Unlike caves we have explored previously, the temperature in this cave was a humid, 80+ degrees, so
my decision to wear jeans and a long-sleeved shirt was soon regretted.  The caves were first discovered in 1647, though evidence shows that the native Indian tribe, the Arawak's, had found them hundreds of years before that.  Serious exploration of the caves first began in 1970, and the caves opened to the public in 1981.  Rainfall peculating down through the limestone has  created stalactites hanging from the roof of the cave, and stalagmites formations that emerge from the ground, and streams of crystal-clear running water.  Visitors are loaded into an electrically operated tram which travels down through the extensive system of caves and at the lowest level point in the cave, at a depth of 180 feet, visitors are invited to leave the tram and walk alongside the formations, and a deep pool and waterfall.
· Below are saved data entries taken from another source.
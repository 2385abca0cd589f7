//! In-memory `CompetitionRepository`, used by tests and the `memory` backend.

use async_trait::async_trait;
use std::collections::HashMap;
use tokio::sync::RwLock;

use super::repository::CompetitionRepository;
use crate::{
    competition::Competition,
    errors::{CompetitionError, CompetitionResult},
    tournament::{Tournament, TournamentId, TournamentStatus},
};

/// Aggregates held in a map, with the same version check as the database
#[derive(Debug, Default)]
pub struct MemoryRepository {
    competitions: RwLock<HashMap<TournamentId, Competition>>,
}

impl MemoryRepository {
    pub fn new() -> Self {
        Self::default()
    }

    pub async fn len(&self) -> usize {
        self.competitions.read().await.len()
    }

    pub async fn is_empty(&self) -> bool {
        self.competitions.read().await.is_empty()
    }
}

#[async_trait]
impl CompetitionRepository for MemoryRepository {
    async fn create(&self, competition: &Competition) -> CompetitionResult<()> {
        let mut competitions = self.competitions.write().await;
        let id = competition.tournament.id;
        if competitions.contains_key(&id) {
            return Err(CompetitionError::ConcurrentModification(id));
        }
        competitions.insert(id, competition.clone());
        Ok(())
    }

    async fn load(&self, tournament_id: TournamentId) -> CompetitionResult<Competition> {
        self.competitions
            .read()
            .await
            .get(&tournament_id)
            .cloned()
            .ok_or(CompetitionError::TournamentNotFound(tournament_id))
    }

    async fn save(&self, competition: &Competition, expected_version: i64) -> CompetitionResult<()> {
        let mut competitions = self.competitions.write().await;
        let id = competition.tournament.id;
        let stored = competitions
            .get_mut(&id)
            .ok_or(CompetitionError::TournamentNotFound(id))?;
        if stored.tournament.version != expected_version {
            return Err(CompetitionError::ConcurrentModification(id));
        }
        *stored = competition.clone();
        Ok(())
    }

    async fn list(&self, status: Option<TournamentStatus>) -> CompetitionResult<Vec<Tournament>> {
        let mut tournaments: Vec<Tournament> = self
            .competitions
            .read()
            .await
            .values()
            .map(|c| c.tournament.clone())
            .filter(|t| status.is_none_or(|s| t.status == s))
            .collect();
        tournaments.sort_by_key(|t| (t.created_at, t.id));
        Ok(tournaments)
    }
}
Confused about how to get to the coast, a  taxi driver went several miles out of his way to lead us out to a main road.  We then found our way to the Flokestone Marine Reserve, north of Holetown on the Caribbean side of the island.  While the reserve is known for hawks bill and green turtles, as we snorkeled, we only saw a few types of  coral and a variety of fish, but nothing exotic.

After receiving a recommendation from a local, we drove north, along the coast, to Speightown to have cou-cou (an okra, pepper and corn meal
concoction) and flying fish, the national dish.  The eatery we visited prepared the fish as fritters, so I couldn't indulge, but Alan wasn't overly impressed with the dish, too much dough, and not enough fish, was his assessment.

Due to slave raids and trading, the island became uninhabited by the 1500's, but in 1625 the island was claimed by England, and 2 years later British settlers came to the island.  The Brits ruled the island until it's full independence in 1966.  Barbados culture reflects two distinct influences; one is English and the other is African from the days of the slave trade. The African influence is demonstrated in the music, dance and food, while the British influence is seen in the churches, architecture and sports (cricket is the most popular).

Cotton, then tobacco, and finally sugar cane became the primary crop and most profitable under the large plantation/slave labor model of the time (slavery was abolished in 1834).   Rum was first created on this island.  Mount Gay Rum Distilleries has been making rum on the island since 1703.  It is said to be the oldest existing brand of rum in the world.  They maintain a visitor center in Bridgetown, where our ship was docked, but the distillery is located at the far north end of the island. With our limited time we were unable to visit, but 5-star rum was available at the port shops (duty-free), for a fraction of what it would cost in the U.S., and that found it's way into our possession.  After our purchase, we  worked our way back to the ship, and we're ready to move on to our next destination, St. Lucia.